Marc Knobel a interrogé Rudy Reichstadt sur les théories du complot. Qu'est-ce qu'une "théorie du complot", l'antisémitisme et le complotisme vont-ils de pair, et comment lutter contre le complotisme ?

Marc Knobel : Qu'est-ce qu'une théorie du complot ? L’expression, selon le philosophe Pierre-André Taguieff, est malheureuse. Elle donne en effet à penser que les complots n’existent jamais, ce qui est évidemment faux. Aussi le sociologue préfère-t-il parler de « mentalité complotiste ». Etes-vous d'accord ?

Rudy Reichstadt : Oui. J’ajouterais que l’expression est malheureuse à un second titre car le mot « théorie » suggère une dimension rationnelle là où, en pratique, nous n’avons le plus souvent qu’une présentation malhonnête des faits assortie de spéculations gratuites et d’arguments bancals. Autrement dit, on est très loin d’une « théorie » au sens noble, scientifique du terme. Toujours est-il que nous sommes tributaires d’une expression sans doute imparfaite mais qu’il n’est pas en notre pouvoir de désinventer. Ceux qui cherchent à disqualifier l’expression « théorie du complot », en allant parfois même jusqu’à prétendre qu’elle a été inventée par la CIA – ce qui est totalement faux –, sont aussi généralement ceux qui cherchent à nier l’existence de la chose. Ce n’est donc pas un hasard si les adversaires les plus acharnés de l’usage des mots « complotisme », « conspirationnisme » ou « théorie du complot » sont les complotistes eux-mêmes. Comment le définir ? Je dirais qu’il s’agit d’une tendance à attribuer abusivement l’origine d’un événement marquant, d’un phénomène ou d’un fait social à un inavouable complot dont les auteurs présumés – ou ceux à qui il est réputé profiter – conspireraient, dans leur intérêt, à tenir cachée la vérité.

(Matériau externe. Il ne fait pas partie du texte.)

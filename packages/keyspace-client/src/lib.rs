//! keyspace-client: typed access to a wide-column store
//!
//! ## Layers
//!
//! 1. **config**: connection settings resolved from a builder or a
//!    `Key=Value;` connection string
//! 2. **types / query**: comparator types and the row/column selectors
//! 3. **wire**: request/response shapes and the [`RangeSliceClient`] port
//! 4. **entity / context**: materialized rows, change tracking and the
//!    identity map they attach to
//! 5. **operations**: [`GetSuperColumnRangeSlice`] and friends
//! 6. **infrastructure**: [`InMemoryClient`]
//!
//! ## Usage
//!
//! ```rust,ignore
//! use std::sync::Arc;
//! use keyspace_client::*;
//!
//! let config = ConnectionConfig::parse("Keyspace=Blog;Server=10.0.0.5:9160;Read=ONE")?;
//! let keyspace = Keyspace::new(Arc::new(config), client);
//!
//! let mut uow = UnitOfWork::new();
//! let mut posts = keyspace.column_family("Posts", &mut uow);
//!
//! let op = GetSuperColumnRangeSlice::<Utf8Type, LongType>::new(
//!     KeyRange::all().count(20),
//!     Some(Utf8Type::from("comments")),
//!     SlicePredicate::all().reversed().count(5),
//! );
//! for post in op.execute(&mut posts)? {
//!     let post = post?;
//!     println!("{} columns", post.read().len());
//! }
//! ```

pub mod config;
pub mod context;
pub mod entity;
pub mod error;
pub mod infrastructure;
pub mod operations;
pub mod query;
pub mod types;
pub mod wire;

pub use config::{ConfigError, ConnectionConfig, ConsistencyLevel, Server};
pub use context::{Attached, Context, UnitOfWork};
pub use entity::{Column, EntityIdentity, MutationTracker, SuperColumn, TrackedEntity};
pub use error::{DecodingError, QueryError, RemoteQueryError, Result};
pub use infrastructure::InMemoryClient;
pub use operations::{ColumnFamily, GetSuperColumnRangeSlice, Keyspace, RangeSlice};
pub use query::{KeyRange, SlicePredicate};
pub use types::{AsciiType, BytesType, ColumnType, IntegerType, LexicalUuidType, LongType, Utf8Type};
pub use wire::RangeSliceClient;
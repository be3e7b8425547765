//! Column comparison types
//!
//! A column family declares how its column names (and super column names)
//! compare. On the Rust side a comparator is a type implementing
//! [`ColumnType`]: it is totally ordered and can be decoded from, and encoded
//! to, the raw bytes carried on the wire.
//!
//! Entities are generic over these types, e.g. `SuperColumn<Utf8Type, LongType>`.

mod builtin;

pub use builtin::{AsciiType, BytesType, IntegerType, LexicalUuidType, LongType, Utf8Type};

use crate::error::DecodingError;
use std::fmt::Debug;

/// An ordered, wire-decodable comparator type
pub trait ColumnType: Ord + Clone + Debug + Send + Sync + 'static {
    /// Comparator name as declared in the column family schema
    const NAME: &'static str;

    /// Decode wire bytes
    ///
    /// # Errors
    ///
    /// Returns [`DecodingError`] when the bytes do not form a valid value.
    fn decode(bytes: &[u8]) -> Result<Self, DecodingError>;

    /// Encode to wire bytes; `decode(encode(x)) == x`
    fn encode(&self) -> Vec<u8>;
}
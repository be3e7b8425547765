//! Connection configuration
//!
//! Resolves a [`ConnectionConfig`] from explicit values or from a
//! `Key=Value;` connection string:
//!
//! ```text
//! Keyspace=<string>;Server=<host[:port]>[,<host[:port]>...];
//! Connection Timeout=<int>;Pooling=<bool>;Min Pool Size=<int>;
//! Max Pool Size=<int>;Connection Lifetime=<int>;
//! Read=<consistency>;Write=<consistency>;Username=<string>;Password=<string>
//! ```
//!
//! # Features
//!
//! - **Lenient by default**: malformed values fall back to documented defaults
//!   and are reported as [`DefaultedField`]s, never as errors
//! - **One strict field**: an unparsable `Connection Timeout` is a
//!   [`ConfigError::MalformedConfiguration`]
//! - **Canonical output**: rendering is deterministic and masks the password
//!
//! # Examples
//!
//! ```rust
//! use keyspace_client::config::ConnectionConfig;
//!
//! let config = ConnectionConfig::builder("Blog", "10.0.0.5")
//!     .port(9161)
//!     .pooling(true)
//!     .password("s3cret")
//!     .build();
//!
//! let reparsed = ConnectionConfig::parse(config.connection_string()).unwrap();
//! assert_eq!(reparsed.servers(), config.servers());
//! assert_eq!(reparsed.password().unwrap().expose(), "XXXXXX");
//! ```

pub mod connection;
pub mod consistency;
pub mod error;
pub mod fields;
pub mod server;

// Re-exports
pub use connection::{ConnectionConfig, ConnectionConfigBuilder, Password, PoolPolicy, MASK_CHAR};
pub use consistency::ConsistencyLevel;
pub use error::{ConfigError, ConfigResult};
pub use fields::{DefaultReason, DefaultedField, FieldSpec, Strictness};
pub use server::{Server, DEFAULT_HOST, DEFAULT_PORT, DEFAULT_TIMEOUT};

MK : Plus généralement, taxer de complot telle ou telle minorité conduit à sa stigmatisation. Le complotisme et l'antisémitisme vont-ils de pairs ?

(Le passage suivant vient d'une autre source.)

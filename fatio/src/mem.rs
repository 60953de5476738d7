// SPDX-License-Identifier: MIT

use crate::{BlockIO, BlockIOError, BlockIOResult};

/// In-memory implementation of [`BlockIO`].
///
/// Useful for tests, RAM-backed volumes, virtual disks.
#[derive(Debug)]
pub struct MemBlockIO<'a> {
    buffer: &'a mut [u8],
    partition_offset: u64,
}

impl<'a> MemBlockIO<'a> {
    #[inline]
    pub fn new(buffer: &'a mut [u8]) -> Self {
        Self {
            buffer,
            partition_offset: 0,
        }
    }

    #[inline]
    pub fn new_with_offset(buffer: &'a mut [u8], partition_offset: u64) -> Self {
        Self {
            buffer,
            partition_offset,
        }
    }

    #[inline]
    fn check_bounds(&self, abs_off: u64, len: usize) -> BlockIOResult {
        let end = abs_off
            .checked_add(len as u64)
            .ok_or(BlockIOError::OutOfBounds)?;
        if end > self.buffer.len() as u64 {
            return Err(BlockIOError::OutOfBounds);
        }
        Ok(())
    }
}

impl<'a> BlockIO for MemBlockIO<'a> {
    #[inline(always)]
    fn write_at(&mut self, offset: u64, data: &[u8]) -> BlockIOResult {
        let abs_offset = self.partition_offset + offset;
        self.check_bounds(abs_offset, data.len())?;
        let dst = &mut self.buffer[abs_offset as usize..abs_offset as usize + data.len()];
        dst.copy_from_slice(data);
        Ok(())
    }

    #[inline(always)]
    fn read_at(&mut self, offset: u64, buf: &mut [u8]) -> BlockIOResult {
        let abs_offset = self.partition_offset + offset;
        self.check_bounds(abs_offset, buf.len())?;
        let src = &self.buffer[abs_offset as usize..abs_offset as usize + buf.len()];
        buf.copy_from_slice(src);
        Ok(())
    }

    #[inline]
    fn flush(&mut self) -> BlockIOResult {
        Ok(())
    }

    #[inline]
    fn set_offset(&mut self, partition_offset: u64) -> u64 {
        self.partition_offset = partition_offset;
        partition_offset
    }

    #[inline]
    fn partition_offset(&self) -> u64 {
        self.partition_offset
    }
}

RR : Si le discours conspirationniste, par sa plasticité, est propre à pouvoir servir des intérêts politiques parfaitement rivaux, aucun observateur attentif ne peut manquer de souligner la récurrence avec laquelle les Juifs, Israël ou le « sionisme » sont pris pour cibles par les propagateurs les plus actifs de la théorie du complot. Dans sa dénonciation de marionnettistes prétendument cachés dans les coulisses, le conspirationnisme mobilise en effet très souvent un matériel antisémite qui, pour des raisons historiques, est en circulation, disponible et « prêt à l’emploi ». On songe aux multiples rééditions d’ouvrages antisémites – comme La France juive, d’Edouard Drumont ou Mein Kampf – par la société d’édition d’Alain Soral. Non sans succès : il y a deux ans, une enquête d’opinion montrait par exemple que 16% des Français pensent qu’il existe « un complot sioniste à l’échelle mondiale ». Cette situation est d’autant plus préoccupante que le conspirationnisme peut être vu comme l’une des antichambres du négationnisme. Au-delà de la parenté de discours qui peut exister entre les deux approches, on observe depuis plusieurs années une forte intrication entre les mouvances conspirationniste et négationniste, comme l’illustre en particulier la galaxie hétéroclite formée autour de Dieudonné et de Soral, qui réunit dans le même horizon « antisioniste » des activistes venant de l’extrême droite, de l’islamisme ou de la gauche antimondialiste.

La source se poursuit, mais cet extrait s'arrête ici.